An exasperation to Holdcroft is the state of British prize-money, believing that funds have not improved since those racing days of Mind Games.
“Racing is a rich man’s sport end of story, and you obviously don’t expect to make a profit on it, but when you look at the prize-money in relation to training fees it is a joke,” he says.
“I was chatting with Jack Berry, and he said 30 years ago he was getting £2,000 for winning a race. Now you see horses still running for around £2,700 and that horse might have cost 500,000gns to buy!
“And that is what you get if you win – and you have got to win! And then you have the 21 per cent taken out of it too, and that is before you start to cover transport costs.
“You might as well run for nothing – in actual fact prize-money is nearly an insult; you would be better off running for nothing! “Of course, no one has to have a racehorse, it is not compulsory like having a car to get to the office or work, but the industry desperately to improve as it so needs more owners and to encourage more breeders – it is losing both.”
Of Holdcroft’s own training programme, Bearstone aims to keep most of the fillies, depending on pedigrees and situations, and sell the colts; the farm had around about 15 in training this year.
“I think the nurturing of them is so important – there is no point on spending a fortune breeding or buying and then not looking after it properly,” says Holdcroft. "You should do every mortal thing you can think of to do the best by that horse.
“Just as important then is having a good trainer who normally then has a good jockey, and then you need a bit of luck as well – you have got to have those four ingredients. “We always have the fillies back in the winter – it does them a bit of good and helps with costs. We keep them in light exercise and turn them out depending on the weather, we don’t let them down completely,” he explains. Bearstone employs 12 staff with many there on long-term basis – stud manager Mark Pennell has been on the farm since he was 16 and he’s now 54, while assistant Hayley Mayer can also boast double figures in years at Bearstone.
The farm is, as Holdcroft explains and not unexpectedly, “run on a commercial basis”. The current stallions at the farm are sprinters Fountain Of Youth, a son of Oasis Dream who had first runners in 2019, and Washington DC. By Zoffany he is about to embark on his second covering season.
The former won the 5f Group 3 Sapphire Stake and is son of the brilliant dual 1,000 Guineas winner, Attraction.
“Fountain Of Youth has had the winners of seven races, but a lot of placed horses – I am sick of finishing second!” declares Holdcroft. “Our own Gravity Force ran a good race in the Group 3 Horris Hill to finish fourth – he ran a blinder and is a decent horse.
“They have a bit of size about them and are good-looking horses – they should improve at three. They are not small, short-coupled ‘wham-bam’ type of horses, they should be able to carry weight in handicaps.
“They are the sort of horses that you just can’t rush; you would ruin them.”
Washington DC has form fitting of a Bearstone stallion with a win in the Listed Windsor Castle Stakes and a second in the Phoenix Stakes (G1) at two. He went on to pick up a second placing in the Prix de l’Abbaye at three, alongside producing multiple Group-class sprint performances for trainer Aiden O’Brien.
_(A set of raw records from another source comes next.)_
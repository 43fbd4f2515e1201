//! Internal agent for generating visualization specs.
//!
//! A nested LLM loop with two helper tools and a validation-driven retry:
//! when a returned spec fails validation, the full conversation (including
//! prior tool calls and the failed output) is preserved and the validation
//! error is appended as a new user message.

use std::sync::Arc;

use futures::StreamExt;
use serde_json::{json, Value};
use tokio_util::sync::CancellationToken;
use tracing::debug;

use crate::error::{Result, SaberError};
use crate::llm::{
    ChatMessage, ClientEvent, ContentBlock, LlmClient, MessageRequest, StopReason, ToolDefinition,
};
use crate::viz::data::ColumnSummary;
use crate::viz::spec::VizSpec;
use crate::viz::templates::{list_chart_types, vizspec_template, ChartType};

/// Re-invocations allowed after the first failed validation.
pub const MAX_RETRIES: usize = 2;

/// Tool-use cycles allowed within one generation attempt.
const MAX_TOOL_CYCLES: usize = 8;

const VIZ_SYSTEM_PROMPT: &str = r#"You are a visualization spec generator. Given a user's request and data summary, generate a valid JSON visualization spec.

## Workflow
1. Decide the appropriate chart type based on the request and data. To see all available chart types, call `get_available_chart_types`
2. Call `get_vizspec_template` with the chart type and file to get the correct spec structure
3. Fill in the template with actual column names from the provided data summary
4. Return ONLY the final JSON spec (no explanations, no markdown code blocks)

## Example Chart Type Selection
- Comparing categories -> bar
- Comparing categories across series -> bar with encoding.series
- Trend over time -> line
- Correlation between two numbers -> scatter
- Distribution of one variable -> histogram
- Distribution comparison across groups -> boxplot

## Transform Operations (optional, add to "transform" array)
- {"sort": [{"field": "col", "dir": "desc"}]} - Sort data
- {"limit": 20} - Limit rows (recommended for bar charts with many categories)
- {"filter": {"field": "col", "op": "!=", "value": null}} - Filter rows

## Rules
- Use ONLY columns that exist in the provided data summary
- Match field types: category columns for x in bar charts, numeric columns for y
- Add limit transform for bar charts to avoid overcrowding (10-20 bars max)
- Sort bar charts by y value descending for better readability
- Title should describe what the chart shows
"#;

/// Internal agent that turns a free-text request into a validated [`VizSpec`].
pub struct SpecAgent {
    client: Arc<dyn LlmClient>,
    model: String,
}

impl SpecAgent {
    pub fn new(client: Arc<dyn LlmClient>, model: impl Into<String>) -> Self {
        Self {
            client,
            model: model.into(),
        }
    }

    /// Generates a spec from the request and data summary.
    ///
    /// Retries up to [`MAX_RETRIES`] times with the validation error fed back
    /// into the preserved conversation.
    pub async fn generate_spec(
        &self,
        request: &str,
        columns: &[ColumnSummary],
        row_count: usize,
        file: &str,
        chart_type_hint: Option<&str>,
    ) -> Result<VizSpec> {
        let mut messages = vec![ChatMessage::user_text(build_prompt(
            request,
            columns,
            row_count,
            file,
            chart_type_hint,
        ))];

        let mut last_error = String::new();
        for attempt in 0..=MAX_RETRIES {
            let output = self.run_attempt(&mut messages).await?;

            match parse_spec_json(&output).and_then(|value| VizSpec::validate(&value)) {
                Ok(spec) => return Ok(spec),
                Err(error) => {
                    debug!(
                        attempt = attempt + 1,
                        "Spec validation failed: {error}"
                    );
                    last_error = error.clone();
                    if attempt < MAX_RETRIES {
                        // Keep the whole conversation so the agent sees its
                        // prior tool calls and failed output.
                        messages.push(ChatMessage::user_text(format!(
                            "The spec you returned failed validation:\n{error}\n\n\
                             Fix the JSON and return ONLY the corrected spec."
                        )));
                    }
                }
            }
        }

        Err(SaberError::validation(format!(
            "Visualization spec failed validation after {} attempts: {last_error}",
            MAX_RETRIES + 1
        )))
    }

    /// Runs one generation attempt: streams turns, serving helper tool calls
    /// until the model produces a final text answer.
    async fn run_attempt(&self, messages: &mut Vec<ChatMessage>) -> Result<String> {
        for _ in 0..MAX_TOOL_CYCLES {
            let request = MessageRequest::new(self.model.clone(), messages.clone())
                .with_system(VIZ_SYSTEM_PROMPT)
                .with_tools(helper_tool_definitions());

            let response = self.collect_response(request).await?;
            let is_tool_use = response.stop_reason == StopReason::ToolUse;
            let text = ChatMessage::assistant(response.content.clone()).text();

            messages.push(ChatMessage::assistant(response.content.clone()));

            if !is_tool_use {
                return Ok(text.trim().to_string());
            }

            let mut tool_results = Vec::new();
            for (id, name, input) in response.tool_uses() {
                let result = execute_helper_tool(name, input);
                tool_results.push(ContentBlock::tool_result(id, result));
            }
            messages.push(ChatMessage::tool_results(tool_results));
        }

        Err(SaberError::llm(
            "Visualization agent exceeded the tool-call budget without producing a spec",
        ))
    }

    /// Streams one turn to completion and returns the sealed response.
    async fn collect_response(
        &self,
        request: MessageRequest,
    ) -> Result<crate::llm::StreamingResponse> {
        let mut stream = self
            .client
            .create_message_stream(request, CancellationToken::new())
            .await?;

        let mut response = None;
        while let Some(event) = stream.next().await {
            if let ClientEvent::ResponseReady(r) = event? {
                response = Some(r);
            }
        }

        response.ok_or_else(|| SaberError::llm("Stream ended without a response"))
    }
}

/// Builds the initial user prompt from the request and data summary.
fn build_prompt(
    request: &str,
    columns: &[ColumnSummary],
    row_count: usize,
    file: &str,
    chart_type_hint: Option<&str>,
) -> String {
    let columns_json =
        serde_json::to_string_pretty(columns).unwrap_or_else(|_| "[]".to_string());
    let hint_text = chart_type_hint
        .map(|hint| format!("Chart type hint: {hint}"))
        .unwrap_or_default();

    format!(
        "## User Request\n{}\n\n\
         ## Data Summary\n\
         Row count: {row_count}\n\
         File: {file}\n\
         Columns:\n{columns_json}\n\n\
         {hint_text}\n\n\
         Use `get_vizspec_template` to get the correct spec structure, \
         then fill in the placeholders with actual column names.\n\
         Return ONLY the final JSON.",
        request.trim()
    )
    .trim()
    .to_string()
}

/// Definitions of the helper tools exposed only to this agent.
pub fn helper_tool_definitions() -> Vec<ToolDefinition> {
    vec![
        ToolDefinition {
            name: "get_vizspec_template".to_string(),
            description: "Get the complete VizSpec template for a chart type. Call this FIRST \
                          to get the correct JSON structure, then fill in the placeholder field \
                          names with actual column names from your data."
                .to_string(),
            input_schema: json!({
                "type": "object",
                "properties": {
                    "chart_type": {
                        "type": "string",
                        "enum": ["bar", "line", "scatter", "boxplot", "histogram"],
                        "description": "The chart type to get a template for"
                    },
                    "file": {
                        "type": "string",
                        "description": "The result file key (e.g., \"result_abc123.json\")"
                    }
                },
                "required": ["chart_type", "file"]
            }),
        },
        ToolDefinition {
            name: "get_available_chart_types".to_string(),
            description: "List available chart types with descriptions. Call this if you're \
                          unsure which chart type to use for the data."
                .to_string(),
            input_schema: json!({
                "type": "object",
                "properties": {},
                "required": []
            }),
        },
    ]
}

/// Executes one helper tool call locally.
fn execute_helper_tool(name: &str, input: &Value) -> String {
    match name {
        "get_vizspec_template" => {
            let chart_type = input["chart_type"].as_str().unwrap_or_default();
            let file = input["file"].as_str().unwrap_or_default();
            match chart_type.parse::<ChartType>() {
                Ok(chart_type) => vizspec_template(chart_type, file).to_string(),
                Err(e) => json!({"error": e.to_string()}).to_string(),
            }
        }
        "get_available_chart_types" => list_chart_types().to_string(),
        other => json!({"error": format!("Unknown tool: {other}")}).to_string(),
    }
}

/// Parses model output as JSON, tolerating markdown fences and prose by
/// falling back to the span between the first `{` and the last `}`.
pub fn parse_spec_json(text: &str) -> std::result::Result<Value, String> {
    let trimmed = text.trim();

    let parsed = serde_json::from_str::<Value>(trimmed).or_else(|first_err| {
        match (trimmed.find('{'), trimmed.rfind('}')) {
            (Some(start), Some(end)) if end > start => {
                serde_json::from_str::<Value>(&trimmed[start..=end])
                    .map_err(|e| format!("Output is not valid JSON: {e}"))
            }
            _ => Err(format!("Output is not valid JSON: {first_err}")),
        }
    })?;

    if parsed.is_object() {
        Ok(parsed)
    } else {
        Err("Expected a JSON object".to_string())
    }
}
Holdcroft says: “We are really pleased with Washington DC – he saw about 80 mares last year. He was fast horse and a good two-yearold. He has Group 1 form and just because of the numbers at Coolmore did not get a place at stud there.”
Cars, racehorses, broodmares and stallions have provided a good mix for Bearstone and the Holdcrofts over the years, and with the talented Glass Slippers promising a “fun year ahead”, the curtains will open on 2020 with anticipation.